Task description: Each line of the listing below, from the very first to the one that contains "beyond the recorded", is to be retyped exactly as it stands.

*-*-*

//! Per-tree metadata block and recovery.

use crate::disk::DiskManager;
use aion_common::key::EntryLayout;
use aion_common::page::{PageId, PAGE_SIZE};
use aion_common::{AionError, Result};

/// Magic number identifying an Aion tree file ("AIONTDB\x01").
pub const TREE_MAGIC: u64 = 0x41494F4E_54444201;

/// Format version; bumps require migration or a fresh build.
pub const FORMAT_VERSION: u16 = 1;

/// Per-tree metadata stored at page 0 of the tree file.
///
/// Layout (LE fields, CRC32 over the preceding bytes at the end):
/// - magic: 8 bytes
/// - version: 2 bytes
/// - key_len: 2 bytes
/// - value_len: 2 bytes
/// - meta_len: 2 bytes
/// - root_page: 4 bytes
/// - next_page: 4 bytes
/// - entry_count: 8 bytes
/// - atom_generation: 8 bytes
/// - checksum: 4 bytes
///
/// Commit ordering: data pages are fenced first, this block is rewritten
/// and fenced last. A crash before the metadata fence leaves the tree in
/// its previous consistent state; pages at or beyond the recorded
/// `next_page` are orphans and get reused because allocation resumes from
/// the recorded value.
#[derive(Debug, Clone, Copy, PartialEq, Eq)]
pub struct TreeMeta {
    /// Entry layout of this tree, validated on open.
    pub layout: EntryLayout,
    /// Page number of the root (leaf or internal).
    pub root_page: u32,
    /// Next page number to allocate.
    pub next_page: u32,
    /// Number of live entries.
    pub entry_count: u64,
    /// Generation counter of the companion atom store at last commit.
    pub atom_generation: u64,
}

impl TreeMeta {
    const ENCODED_LEN: usize = 8 + 2 + 2 + 2 + 2 + 4 + 4 + 8 + 8 + 4;

    /// Metadata for a freshly initialized tree: an empty leaf root at
    /// page 1, allocation continuing at page 2.
    pub fn fresh(layout: EntryLayout) -> Self {
        Self {
            layout,
            root_page: 1,
            next_page: 2,
            entry_count: 0,
            atom_generation: 0,
        }
    }

    /// Serializes this block into a full metadata page.
    pub fn to_page(&self) -> Box<[u8; PAGE_SIZE]> {
        let mut page = Box::new([0u8; PAGE_SIZE]);
        let mut at = 0;

        page[at..at + 8].copy_from_slice(&TREE_MAGIC.to_le_bytes());
        at += 8;
        page[at..at + 2].copy_from_slice(&FORMAT_VERSION.to_le_bytes());
        at += 2;
        page[at..at + 2].copy_from_slice(&self.layout.key_len.to_le_bytes());
        at += 2;
        page[at..at + 2].copy_from_slice(&self.layout.value_len.to_le_bytes());
        at += 2;
        page[at..at + 2].copy_from_slice(&self.layout.meta_len.to_le_bytes());
        at += 2;
        page[at..at + 4].copy_from_slice(&self.root_page.to_le_bytes());
        at += 4;
        page[at..at + 4].copy_from_slice(&self.next_page.to_le_bytes());
        at += 4;
        page[at..at + 8].copy_from_slice(&self.entry_count.to_le_bytes());
        at += 8;
        page[at..at + 8].copy_from_slice(&self.atom_generation.to_le_bytes());
        at += 8;

        let checksum = crc32fast::hash(&page[..at]);
        page[at..at + 4].copy_from_slice(&checksum.to_le_bytes());
        page
    }

    /// Parses a metadata page.
    ///
    /// Returns `Ok(None)` for an all-zero (never written) block, an error
    /// on a foreign magic or checksum failure, and the metadata otherwise.
    pub fn from_page(page: &[u8]) -> Result<Option<Self>> {
        let magic = u64::from_le_bytes(page[0..8].try_into().expect("slice of 8"));
        if magic == 0 {
            return Ok(None);
        }
        if magic != TREE_MAGIC {
            return Err(AionError::MagicMismatch {
                expected: TREE_MAGIC,
                actual: magic,
            });
        }

        let body = &page[..Self::ENCODED_LEN - 4];
        let stored = u32::from_le_bytes(
            page[Self::ENCODED_LEN - 4..Self::ENCODED_LEN]
                .try_into()
                .expect("slice of 4"),
        );
        if crc32fast::hash(body) != stored {
            return Err(AionError::ChecksumMismatch {
                context: "tree metadata block".to_string(),
            });
        }

        let version = u16::from_le_bytes([page[8], page[9]]);
        if version != FORMAT_VERSION {
            return Err(AionError::Corruption {
                page_id: 0,
                reason: format!("unsupported format version {}", version),
            });
        }

        let layout = EntryLayout {
            key_len: u16::from_le_bytes([page[10], page[11]]),
            value_len: u16::from_le_bytes([page[12], page[13]]),
            meta_len: u16::from_le_bytes([page[14], page[15]]),
        };
        let root_page = u32::from_le_bytes([page[16], page[17], page[18], page[19]]);
        let next_page = u32::from_le_bytes([page[20], page[21], page[22], page[23]]);
        let entry_count = u64::from_le_bytes(page[24..32].try_into().expect("slice of 8"));
        let atom_generation = u64::from_le_bytes(page[32..40].try_into().expect("slice of 8"));

        if root_page == 0 || next_page <= root_page {
            return Err(AionError::Corruption {
                page_id: 0,
                reason: format!(
                    "impossible page bookkeeping: root={}, next={}",
                    root_page, next_page
                ),
            });
        }

        Ok(Some(Self {
            layout,
            root_page,
            next_page,
            entry_count,
            atom_generation,
        }))
    }

    /// Reads the metadata block from a tree file. `Ok(None)` means the
    /// block was never written (fresh file).
    pub fn read(disk: &DiskManager, file_id: u32) -> Result<Option<Self>> {
        let page = disk.read_page(PageId::new(file_id, 0))?;
        Self::from_page(&page[..])
    }

    /// Writes the metadata block and fences it. This is the commit point.
    pub fn write(&self, disk: &DiskManager, file_id: u32) -> Result<()> {
        disk.write_page(PageId::new(file_id, 0), &self.to_page())?;
        disk.fence(file_id)
    }
}

#[cfg(test)]
mod tests {
    use super::*;
    use crate::disk::DiskManagerConfig;
    use aion_common::key::IndexOrder;
    use tempfile::tempdir;

    fn layout() -> EntryLayout {
        EntryLayout::for_order(IndexOrder::Spot, true)
    }

    #[test]
    fn test_meta_fresh() {
        let meta = TreeMeta::fresh(layout());
        assert_eq!(meta.root_page, 1);
        assert_eq!(meta.next_page, 2);
        assert_eq!(meta.entry_count, 0);
    }

    #[test]
    fn test_meta_page_roundtrip() {
        let mut meta = TreeMeta::fresh(layout());
        meta.root_page = 17;
        meta.next_page = 42;
        meta.entry_count = 123_456;
        meta.atom_generation = 9;

        let page = meta.to_page();
        let recovered = TreeMeta::from_page(&page[..]).unwrap().unwrap();
        assert_eq!(recovered, meta);
    }

    #[test]
    fn test_meta_blank_page_is_none() {
        let page = [0u8; PAGE_SIZE];
        assert!(TreeMeta::from_page(&page).unwrap().is_none());
    }

    #[test]
    fn test_meta_foreign_magic_rejected() {
        let mut page = [0u8; PAGE_SIZE];
        page[0..8].copy_from_slice(&0xDEAD_BEEF_u64.to_le_bytes());
        let err = TreeMeta::from_page(&page).unwrap_err();
        assert!(matches!(err, AionError::MagicMismatch { .. }));
    }

    #[test]
    fn test_meta_checksum_failure_rejected() {
        let meta = TreeMeta::fresh(layout());
        let mut page = meta.to_page();
        page[20] ^= 0xFF; // flip a bit inside next_page
        let err = TreeMeta::from_page(&page[..]).unwrap_err();
        assert!(matches!(err, AionError::ChecksumMismatch { .. }));
    }

    #[test]
    fn test_meta_impossible_bookkeeping_rejected() {
        let mut meta = TreeMeta::fresh(layout());
        meta.root_page = 5;
        meta.next_page = 3;
        let page = meta.to_page();
        let err = TreeMeta::from_page(&page[..]).unwrap_err();
        assert!(matches!(err, AionError::Corruption { .. }));
    }

    #[test]
    fn test_meta_disk_roundtrip() {
        let dir = tempdir().unwrap();
        let disk = DiskManager::new(DiskManagerConfig {
            data_dir: dir.path().to_path_buf(),
            fsync_enabled: true,
        })
        .unwrap();
        disk.open_file(0, "spot").unwrap();

        assert!(TreeMeta::read(&disk, 0).unwrap().is_none());

        let mut meta = TreeMeta::fresh(layout());
        meta.entry_count = 7;
        meta.write(&disk, 0).unwrap();

        let recovered = TreeMeta::read(&disk, 0).unwrap().unwrap();
        assert_eq!(recovered, meta);
    }
}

*-*-*

Output below:
//! Per-tree metadata block and recovery.

use crate::disk::DiskManager;
use aion_common::key::EntryLayout;
use aion_common::page::{PageId, PAGE_SIZE};
use aion_common::{AionError, Result};

/// Magic number identifying an Aion tree file ("AIONTDB\x01").
pub const TREE_MAGIC: u64 = 0x41494F4E_54444201;

/// Format version; bumps require migration or a fresh build.
pub const FORMAT_VERSION: u16 = 1;

/// Per-tree metadata stored at page 0 of the tree file.
///
/// Layout (LE fields, CRC32 over the preceding bytes at the end):
/// - magic: 8 bytes
/// - version: 2 bytes
/// - key_len: 2 bytes
/// - value_len: 2 bytes
/// - meta_len: 2 bytes
/// - root_page: 4 bytes
/// - next_page: 4 bytes
/// - entry_count: 8 bytes
/// - atom_generation: 8 bytes
/// - checksum: 4 bytes
///
/// Commit ordering: data pages are fenced first, this block is rewritten
/// and fenced last. A crash before the metadata fence leaves the tree in
/// its previous consistent state; pages at or beyond the recorded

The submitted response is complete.